(Collected data entries)
···

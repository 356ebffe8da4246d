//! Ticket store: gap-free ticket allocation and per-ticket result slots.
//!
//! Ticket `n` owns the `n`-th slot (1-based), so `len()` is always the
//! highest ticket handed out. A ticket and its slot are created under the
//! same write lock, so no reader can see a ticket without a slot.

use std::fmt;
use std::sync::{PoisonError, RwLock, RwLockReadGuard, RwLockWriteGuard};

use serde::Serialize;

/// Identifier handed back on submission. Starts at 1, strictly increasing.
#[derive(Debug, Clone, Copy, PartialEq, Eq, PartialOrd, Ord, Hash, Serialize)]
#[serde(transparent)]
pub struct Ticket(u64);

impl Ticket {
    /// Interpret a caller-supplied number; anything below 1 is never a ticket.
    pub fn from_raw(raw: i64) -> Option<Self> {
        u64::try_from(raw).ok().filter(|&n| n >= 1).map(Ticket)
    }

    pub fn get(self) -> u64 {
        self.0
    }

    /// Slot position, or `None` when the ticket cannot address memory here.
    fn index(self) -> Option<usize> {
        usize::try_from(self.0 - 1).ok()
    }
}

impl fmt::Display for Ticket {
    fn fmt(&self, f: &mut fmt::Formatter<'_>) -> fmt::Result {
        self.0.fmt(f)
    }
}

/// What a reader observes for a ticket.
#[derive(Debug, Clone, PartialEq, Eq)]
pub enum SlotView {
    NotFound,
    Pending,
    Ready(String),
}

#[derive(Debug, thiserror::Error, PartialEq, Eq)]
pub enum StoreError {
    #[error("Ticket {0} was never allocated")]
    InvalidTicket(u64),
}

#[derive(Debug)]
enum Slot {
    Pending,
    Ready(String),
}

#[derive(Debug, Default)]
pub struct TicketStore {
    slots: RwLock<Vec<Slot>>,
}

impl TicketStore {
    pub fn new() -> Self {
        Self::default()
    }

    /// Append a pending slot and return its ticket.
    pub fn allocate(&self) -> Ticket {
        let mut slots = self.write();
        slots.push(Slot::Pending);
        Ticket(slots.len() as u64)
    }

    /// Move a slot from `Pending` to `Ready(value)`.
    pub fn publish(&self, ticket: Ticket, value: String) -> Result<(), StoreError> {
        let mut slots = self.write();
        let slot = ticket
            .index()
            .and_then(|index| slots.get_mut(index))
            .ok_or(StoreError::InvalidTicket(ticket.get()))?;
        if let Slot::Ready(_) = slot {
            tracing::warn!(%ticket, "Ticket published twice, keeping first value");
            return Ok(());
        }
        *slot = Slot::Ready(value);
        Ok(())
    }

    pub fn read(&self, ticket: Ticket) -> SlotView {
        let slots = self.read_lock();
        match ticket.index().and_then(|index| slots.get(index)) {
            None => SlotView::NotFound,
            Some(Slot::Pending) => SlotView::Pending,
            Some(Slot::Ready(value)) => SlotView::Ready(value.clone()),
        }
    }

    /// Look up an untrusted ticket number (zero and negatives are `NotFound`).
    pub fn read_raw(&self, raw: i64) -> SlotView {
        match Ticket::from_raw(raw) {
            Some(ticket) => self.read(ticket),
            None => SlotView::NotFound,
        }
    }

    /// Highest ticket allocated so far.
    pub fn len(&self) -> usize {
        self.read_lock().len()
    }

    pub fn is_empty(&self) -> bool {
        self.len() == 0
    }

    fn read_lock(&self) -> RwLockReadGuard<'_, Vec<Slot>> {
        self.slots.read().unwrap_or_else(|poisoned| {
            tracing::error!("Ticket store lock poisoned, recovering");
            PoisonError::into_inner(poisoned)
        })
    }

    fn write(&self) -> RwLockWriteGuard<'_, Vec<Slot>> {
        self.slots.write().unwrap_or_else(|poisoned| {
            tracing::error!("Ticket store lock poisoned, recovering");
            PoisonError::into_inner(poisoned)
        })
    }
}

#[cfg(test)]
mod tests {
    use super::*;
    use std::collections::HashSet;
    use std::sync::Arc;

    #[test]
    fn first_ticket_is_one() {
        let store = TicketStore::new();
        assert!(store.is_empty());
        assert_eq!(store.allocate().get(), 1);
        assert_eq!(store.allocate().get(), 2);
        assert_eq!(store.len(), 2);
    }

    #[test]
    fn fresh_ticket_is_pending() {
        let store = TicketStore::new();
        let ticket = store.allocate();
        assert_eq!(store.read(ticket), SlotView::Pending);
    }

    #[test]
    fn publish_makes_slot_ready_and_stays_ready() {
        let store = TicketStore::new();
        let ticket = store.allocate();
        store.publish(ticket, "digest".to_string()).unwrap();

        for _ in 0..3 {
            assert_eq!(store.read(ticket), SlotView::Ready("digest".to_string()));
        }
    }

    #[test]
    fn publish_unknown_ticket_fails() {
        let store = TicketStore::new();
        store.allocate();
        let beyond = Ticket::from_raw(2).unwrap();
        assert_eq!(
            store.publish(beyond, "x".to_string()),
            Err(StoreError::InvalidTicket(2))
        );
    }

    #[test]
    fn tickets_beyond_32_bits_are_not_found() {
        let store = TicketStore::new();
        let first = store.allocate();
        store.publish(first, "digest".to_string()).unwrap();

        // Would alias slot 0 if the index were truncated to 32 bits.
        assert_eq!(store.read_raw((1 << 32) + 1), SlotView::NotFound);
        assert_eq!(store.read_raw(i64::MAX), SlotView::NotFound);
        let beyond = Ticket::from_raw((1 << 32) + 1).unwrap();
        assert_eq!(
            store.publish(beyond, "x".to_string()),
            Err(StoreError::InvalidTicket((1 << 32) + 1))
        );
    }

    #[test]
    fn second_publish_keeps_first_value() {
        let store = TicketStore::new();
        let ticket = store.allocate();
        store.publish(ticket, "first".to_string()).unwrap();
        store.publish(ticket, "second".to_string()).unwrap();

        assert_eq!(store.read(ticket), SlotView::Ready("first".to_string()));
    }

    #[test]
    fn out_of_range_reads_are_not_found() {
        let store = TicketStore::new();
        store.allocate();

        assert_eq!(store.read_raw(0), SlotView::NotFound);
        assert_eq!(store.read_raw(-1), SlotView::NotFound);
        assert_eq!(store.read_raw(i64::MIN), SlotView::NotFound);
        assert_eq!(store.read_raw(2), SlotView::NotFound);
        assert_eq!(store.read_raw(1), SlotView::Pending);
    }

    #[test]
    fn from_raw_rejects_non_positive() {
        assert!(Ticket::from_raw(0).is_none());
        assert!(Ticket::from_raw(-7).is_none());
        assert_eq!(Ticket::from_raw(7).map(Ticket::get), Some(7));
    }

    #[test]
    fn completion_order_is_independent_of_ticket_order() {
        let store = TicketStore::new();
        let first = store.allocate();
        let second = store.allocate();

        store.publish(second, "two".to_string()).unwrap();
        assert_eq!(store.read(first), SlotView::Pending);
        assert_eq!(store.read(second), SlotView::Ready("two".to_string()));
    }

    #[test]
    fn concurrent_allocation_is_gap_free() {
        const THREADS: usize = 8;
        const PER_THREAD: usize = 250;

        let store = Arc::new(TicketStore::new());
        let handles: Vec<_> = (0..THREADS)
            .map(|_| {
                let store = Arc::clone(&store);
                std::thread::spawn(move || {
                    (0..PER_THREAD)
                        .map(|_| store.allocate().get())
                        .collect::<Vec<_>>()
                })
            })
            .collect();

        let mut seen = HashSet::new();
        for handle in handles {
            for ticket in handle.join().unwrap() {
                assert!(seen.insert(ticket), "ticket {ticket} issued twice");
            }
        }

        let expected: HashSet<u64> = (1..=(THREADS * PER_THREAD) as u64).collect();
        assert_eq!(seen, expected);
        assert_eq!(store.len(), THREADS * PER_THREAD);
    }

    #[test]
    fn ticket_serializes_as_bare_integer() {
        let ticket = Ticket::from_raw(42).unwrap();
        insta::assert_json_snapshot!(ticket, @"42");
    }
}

···

Copy every entry exactly as it is given.

repository 356ebffe8da4246d
//! Ticket store: gap-free ticket allocation and per-ticket result slots.
//!
//! Ticket `n` owns the `n`-th slot (1-based), so `len()` is always the
//! highest ticket handed out. A ticket and its slot are created under the
//! same write lock, so no reader can see a ticket without a slot.

use std::fmt;
use std::sync::{PoisonError, RwLock, RwLockReadGuard, RwLockWriteGuard};

use serde::Serialize;

/// Identifier handed back on submission. Starts at 1, strictly increasing.
#[derive(Debug, Clone, Copy, PartialEq, Eq, PartialOrd, Ord, Hash, Serialize)]
#[serde(transparent)]
pub struct Ticket(u64);

impl Ticket {
    /// Interpret a caller-supplied number; anything below 1 is never a ticket.
    pub fn from_raw(raw: i64) -> Option<Self> {
        u64::try_from(raw).ok().filter(|&n| n >= 1).map(Ticket)
    }

    pub fn get(self) -> u64 {
        self.0
    }

    /// Slot position, or `None` when the ticket cannot address memory here.
    fn index(self) -> Option<usize> {
        usize::try_from(self.0 - 1).ok()
    }
}

impl fmt::Display for Ticket {
    fn fmt(&self, f: &mut fmt::Formatter<'_>) -> fmt::Result {
        self.0.fmt(f)
    }
}

/// What a reader observes for a ticket.
#[derive(Debug, Clone, PartialEq, Eq)]
pub enum SlotView {
    NotFound,
    Pending,
    Ready(String),
}

#[derive(Debug, thiserror::Error, PartialEq, Eq)]
pub enum StoreError {
    #[error("Ticket {0} was never allocated")]
    InvalidTicket(u64),
}

#[derive(Debug)]
enum Slot {
    Pending,
    Ready(String),
}

#[derive(Debug, Default)]
pub struct TicketStore {
    slots: RwLock<Vec<Slot>>,
}

impl TicketStore {
    pub fn new() -> Self {
        Self::default()
    }

    /// Append a pending slot and return its ticket.
    pub fn allocate(&self) -> Ticket {
        let mut slots = self.write();
        slots.push(Slot::Pending);
        Ticket(slots.len() as u64)
    }

    /// Move a slot from `Pending` to `Ready(value)`.
    pub fn publish(&self, ticket: Ticket, value: String) -> Result<(), StoreError> {
        let mut slots = self.write();
        let slot = ticket
            .index()
            .and_then(|index| slots.get_mut(index))
            .ok_or(StoreError::InvalidTicket(ticket.get()))?;
        if let Slot::Ready(_) = slot {
            tracing::warn!(%ticket, "Ticket published twice, keeping first value");
            return Ok(());
        }
        *slot = Slot::Ready(value);
        Ok(())
    }

    pub fn read(&self, ticket: Ticket) -> SlotView {
        let slots = self.read_lock();
        match ticket.index().and_then(|index| slots.get(index)) {
            None => SlotView::NotFound,
            Some(Slot::Pending) => SlotView::Pending,
            Some(Slot::Ready(value)) => SlotView::Ready(value.clone()),
        }
    }

    /// Look up an untrusted ticket number (zero and negatives are `NotFound`).
    pub fn read_raw(&self, raw: i64) -> SlotView {
        match Ticket::from_raw(raw) {
            Some(ticket) => self.read(ticket),
            None => SlotView::NotFound,
        }
    }

    /// Highest ticket allocated so far.
    pub fn len(&self) -> usize {
        self.read_lock().len()
    }

    pub fn is_empty(&self) -> bool {
        self.len() == 0
    }

    fn read_lock(&self) -> RwLockReadGuard<'_, Vec<Slot>> {
        self.slots.read().unwrap_or_else(|poisoned| {
            tracing::error!("Ticket store lock poisoned, recovering");
            PoisonError::into_inner(poisoned)
        })
    }

    fn write(&self) -> RwLockWriteGuard<'_, Vec<Slot>> {
        self.slots.write().unwrap_or_else(|poisoned| {
            tracing::error!("Ticket store lock poisoned, recovering");
            PoisonError::into_inner(poisoned)
        })
    }
}

#[cfg(test)]
mod tests {
    use super::*;
    use std::collections::HashSet;
    use std::sync::Arc;

    #[test]
    fn first_ticket_is_one() {
        let store = TicketStore::new();
        assert!(store.is_empty());
        assert_eq!(store.allocate().get(), 1);
        assert_eq!(store.allocate().get(), 2);
        assert_eq!(store.len(), 2);
    }

    #[test]
    fn fresh_ticket_is_pending() {
        let store = TicketStore::new();
        let ticket = store.allocate();
        assert_eq!(store.read(ticket), SlotView::Pending);
    }

    #[test]
    fn publish_makes_slot_ready_and_stays_ready() {
        let store = TicketStore::new();
        let ticket = store.allocate();
        store.publish(ticket, "digest".to_string()).unwrap();

        for _ in 0..3 {
            assert_eq!(store.read(ticket), SlotView::Ready("digest".to_string()));
        }
    }

    #[test]
    fn publish_unknown_ticket_fails() {
        let store = TicketStore::new();
        store.allocate();
        let beyond = Ticket::from_raw(2).unwrap();
        assert_eq!(
            store.publish(beyond, "x".to_string()),
            Err(StoreError::InvalidTicket(2))
        );
    }

    #[test]
    fn tickets_beyond_32_bits_are_not_found() {
        let store = TicketStore::new();
        let first = store.allocate();
        store.publish(first, "digest".to_string()).unwrap();

        // Would alias slot 0 if the index were truncated to 32 bits.
        assert_eq!(store.read_raw((1 << 32) + 1), SlotView::NotFound);
        assert_eq!(store.read_raw(i64::MAX), SlotView::NotFound);
        let beyond = Ticket::from_raw((1 << 32) + 1).unwrap();
        assert_eq!(
            store.publish(beyond, "x".to_string()),
            Err(StoreError::InvalidTicket((1 << 32) + 1))
        );
    }

    #[test]
    fn second_publish_keeps_first_value() {
        let store = TicketStore::new();
        let ticket = store.allocate();
        store.publish(ticket, "first".to_string()).unwrap();
        store.publish(ticket, "second".to_string()).unwrap();

        assert_eq!(store.read(ticket), SlotView::Ready("first".to_string()));
    }

    #[test]
    fn out_of_range_reads_are_not_found() {
        let store = TicketStore::new();
        store.allocate();

        assert_eq!(store.read_raw(0), SlotView::NotFound);
        assert_eq!(store.read_raw(-1), SlotView::NotFound);
        assert_eq!(store.read_raw(i64::MIN), SlotView::NotFound);
        assert_eq!(store.read_raw(2), SlotView::NotFound);
        assert_eq!(store.read_raw(1), SlotView::Pending);
    }

    #[test]
    fn from_raw_rejects_non_positive() {
        assert!(Ticket::from_raw(0).is_none());
        assert!(Ticket::from_raw(-7).is_none());
        assert_eq!(Ticket::from_raw(7).map(Ticket::get), Some(7));
    }

    #[test]
    fn completion_order_is_independent_of_ticket_order() {
        let store = TicketStore::new();
        let first = store.allocate();
        let second = store.allocate();

        store.publish(second, "two".to_string()).unwrap();
        assert_eq!(store.read(first), SlotView::Pending);
        assert_eq!(store.read(second), SlotView::Ready("two".to_string()));
    }

    #[test]
    fn concurrent_allocation_is_gap_free() {
        const THREADS: usize = 8;
        const PER_THREAD: usize = 250;

        let store = Arc::new(TicketStore::new());
        let handles: Vec<_> = (0..THREADS)
            .map(|_| {
                let store = Arc::clone(&store);
                std::thread::spawn(move || {
                    (0..PER_THREAD)
                        .map(|_| store.allocate().get())
                        .collect::<Vec<_>>()
                })
            })
            .collect();

        let mut seen = HashSet::new();
        for handle in handles {
            for ticket in handle.join().unwrap() {
                assert!(seen.insert(ticket), "ticket {ticket} issued twice");
            }
        }

        let expected: HashSet<u64> = (1..=(THREADS * PER_THREAD) as u64).collect();
        assert_eq!(seen, expected);
        assert_eq!(store.len(), THREADS * PER_THREAD);
    }

    #[test]
    fn ticket_serializes_as_bare_integer() {
        let ticket = Ticket::from_raw(42).unwrap();
        insta::assert_json_snapshot!(ticket, @"42");
    }
}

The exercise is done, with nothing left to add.